XBP1 is also essential for differentiation of plasma cells (a type of antibody secreting immune cell). This differentiation requires not only the expression of XBP1 but the expression of the spliced isoform of XBP1s. XBP1 regulates plasma cell differentiation independent of its known functions in the endoplasmic reticulum stress response (see below). Without normal expression of XBP1, two important plasma cell differentiation-related genes, IRF4 and Blimp1, are misregulated, and XBP1-lacking plasma cells fail to colonize their long-lived niches in the bone marrow and to sustain antibody secretion.

=== Eosinophil differentiation ===
XBP1 is required for eosinophil differentiation. Eosinophils lacking XBP1 exhibit defects in granule proteins.

=== Angiogenesis ===
XBP1 acts to regulate endothelial cell proliferation through growth factor pathways, leading to angiogenesis. Additionally, XBP1 protects endothelial cells from oxidative stress by interacting with HDAC3.

=== Viral replication ===

This protein has also been identified as a cellular transcription factor that binds to an enhancer in the promoter of the Human T-lymphotropic virus 1. The generation of XBP1s during plasma cell differentiation also seems to be the cue for Kaposi's sarcoma-associated herpesvirus and Epstein Barr virus reactivation from latency.

=== Endoplasmic reticulum stress response ===

XBP1 is part of the endoplasmic reticulum (ER) stress response.
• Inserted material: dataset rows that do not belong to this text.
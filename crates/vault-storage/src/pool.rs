// SPDX-License-Identifier: BUSL-1.1
// Copyright (c) 2026 Alfred Jean LLC

//! SQLite pool construction and embedded-migration bootstrap.

use std::path::Path;

use sqlx::sqlite::{SqliteConnectOptions, SqlitePoolOptions};
use sqlx::SqlitePool;
use thiserror::Error;

#[derive(Debug, Error)]
pub enum StorageInitError {
    #[error("failed to open database: {0}")]
    Connect(#[source] sqlx::Error),
    #[error("migration failed: {0}")]
    Migrate(#[from] sqlx::migrate::MigrateError),
}

/// Opens (creating if absent) the SQLite database at `path` and runs every
/// pending migration in `migrations/`. Call once at daemon startup; the
/// returned pool is the sole handle every repository borrows.
pub async fn open(path: &Path) -> Result<SqlitePool, StorageInitError> {
    let options = SqliteConnectOptions::new()
        .filename(path)
        .create_if_missing(true)
        .foreign_keys(true);

    let pool = SqlitePoolOptions::new()
        .max_connections(8)
        .connect_with(options)
        .await
        .map_err(StorageInitError::Connect)?;

    sqlx::migrate!("./migrations").run(&pool).await?;

    Ok(pool)
}

/// In-memory pool for tests: same schema, no file on disk.
pub async fn open_in_memory() -> Result<SqlitePool, StorageInitError> {
    let pool = SqlitePoolOptions::new()
        .max_connections(1)
        .connect("sqlite::memory:")
        .await
        .map_err(StorageInitError::Connect)?;

    sqlx::migrate!("./migrations").run(&pool).await?;

    Ok(pool)
}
It is the major effector of the IRE1 branch of the unfolded protein response (UPR) in animal cells (a counterpart to yeast HAC1). Conditions that exceed capacity of the ER provoke ER stress and trigger the unfolded protein response (UPR). As a result, GRP78 is released from IRE1 to support protein folding. IRE1 oligomerises and activates its ribonuclease domain through auto (self) phosphorylation. Activated IRE1 catalyses the excision of a 26 nucleotide unconventional intron from ubiquitously expressed XBP1u mRNA, in a manner mechanistically similar to pre-tRNA splicing. Removal of this intron causes a frame shift in the XBP1 coding sequence resulting in the translation of a 376 amino acid, 40 kDa, XBP-1s isoform rather than the 261 amino acid, 33 kDa, XBP1u isoform.
Moreover, the XBP1u/XBP1s ratio (XBP1-unspliced/XBP1-spliced ratio) correlates with the expression level of expressed proteins in order to adapt the folding capacity of the ER to the respective requirements.
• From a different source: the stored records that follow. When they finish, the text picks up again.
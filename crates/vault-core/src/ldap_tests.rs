use super::*;

fn mapping(id: &str, group: &str, role: Role, priority: i32) -> LdapGroupMapping {
    LdapGroupMapping {
        id: LdapGroupMappingId::new(id),
        directory_group_identifier: group.into(),
        role,
        priority,
    }
}

#[test]
fn higher_priority_mapping_wins() {
    let mappings = vec![
        mapping("m1", "cn=users", Role::User, 1),
        mapping("m2", "cn=admins", Role::Admin, 10),
    ];
    let groups = vec!["cn=users".to_string(), "cn=admins".to_string()];
    assert_eq!(resolve_role(&mappings, &groups), Some(Role::Admin));
}

#[test]
fn no_matching_group_returns_none() {
    let mappings = vec![mapping("m1", "cn=admins", Role::Admin, 10)];
    let groups = vec!["cn=guests".to_string()];
    assert_eq!(resolve_role(&mappings, &groups), None);
}
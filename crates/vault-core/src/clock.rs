// SPDX-License-Identifier: BUSL-1.1
// Copyright (c) 2026 Alfred Jean LLC

//! Clock abstraction so time can be faked in tests.

use std::sync::atomic::{AtomicU64, Ordering};
use std::sync::Arc;
use std::time::{SystemTime, UNIX_EPOCH};

/// Source of the current time, abstracted so tests can control it.
pub trait Clock: Send + Sync {
    /// Current time as milliseconds since the Unix epoch.
    fn epoch_ms(&self) -> u64;

    /// Current time as a `chrono::DateTime<Utc>`.
    fn now_utc(&self) -> chrono::DateTime<chrono::Utc> {
        chrono::DateTime::from_timestamp_millis(self.epoch_ms() as i64).unwrap_or_else(chrono::Utc::now)
    }
}

/// Real wall-clock time.
#[derive(Clone, Copy, Debug, Default)]
pub struct SystemClock;

impl Clock for SystemClock {
    fn epoch_ms(&self) -> u64 {
        SystemTime::now()
            .duration_since(UNIX_EPOCH)
            .unwrap_or_default()
            .as_millis() as u64
    }
}

/// Deterministic clock for tests: starts at a fixed instant and only
/// advances when told to.
#[derive(Clone)]
pub struct FakeClock {
    millis: Arc<AtomicU64>,
}

impl FakeClock {
    pub fn new(start_ms: u64) -> Self {
        Self {
            millis: Arc::new(AtomicU64::new(start_ms)),
        }
    }

    pub fn advance_ms(&self, delta: u64) {
        self.millis.fetch_add(delta, Ordering::SeqCst);
    }

    pub fn set_ms(&self, value: u64) {
        self.millis.store(value, Ordering::SeqCst);
    }
}

impl Default for FakeClock {
    fn default() -> Self {
        Self::new(0)
    }
}

impl Clock for FakeClock {
    fn epoch_ms(&self) -> u64 {
        self.millis.load(Ordering::SeqCst)
    }
}

#[cfg(test)]
#[path = "clock_tests.rs"]
mod tests;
== Clinical significance ==

Abnormalities in XBP1 lead to a heightened ER stress and subsequently causes a heightened susceptibility for inflammatory processes that may contribute to Alzheimer's disease. In the colon, XBP1 anomalies have been linked to Crohn's disease.
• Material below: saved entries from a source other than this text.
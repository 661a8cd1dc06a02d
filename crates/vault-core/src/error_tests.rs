use super::*;

#[test]
fn validation_maps_to_422() {
    let err = CoreError::validation("bad payload");
    assert_eq!(err.status_code(), 422);
}

#[test]
fn backend_unavailable_carries_suggestion() {
    let err = CoreError::backend_unavailable("AV daemon unreachable", "retry in 30s");
    assert_eq!(err.status_code(), 503);
    assert_eq!(err.details.as_deref(), Some("retry in 30s"));
}

#[test]
fn conflict_maps_to_409() {
    let err = CoreError::conflict("job already cancelled");
    assert_eq!(err.status_code(), 409);
}

#[test]
fn display_shows_message_only() {
    let err = CoreError::not_found("job 42").with_details("ignored by Display");
    assert_eq!(err.to_string(), "job 42");
}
A single nucleotide polymorphism, C116G, in the promoter region of XBP1 has been examined for possible associations with personality traits. None were found. A 2023 review proposed that XBP1 may contribute to drug resistance in hepatocellular carcinoma through mechanisms involving DNA-damage repair, drug detoxification, inhibition of apoptosis, and adaptation to the tumor microenvironment .

== Interactions ==

XBP1 has been shown to interact with estrogen receptor alpha.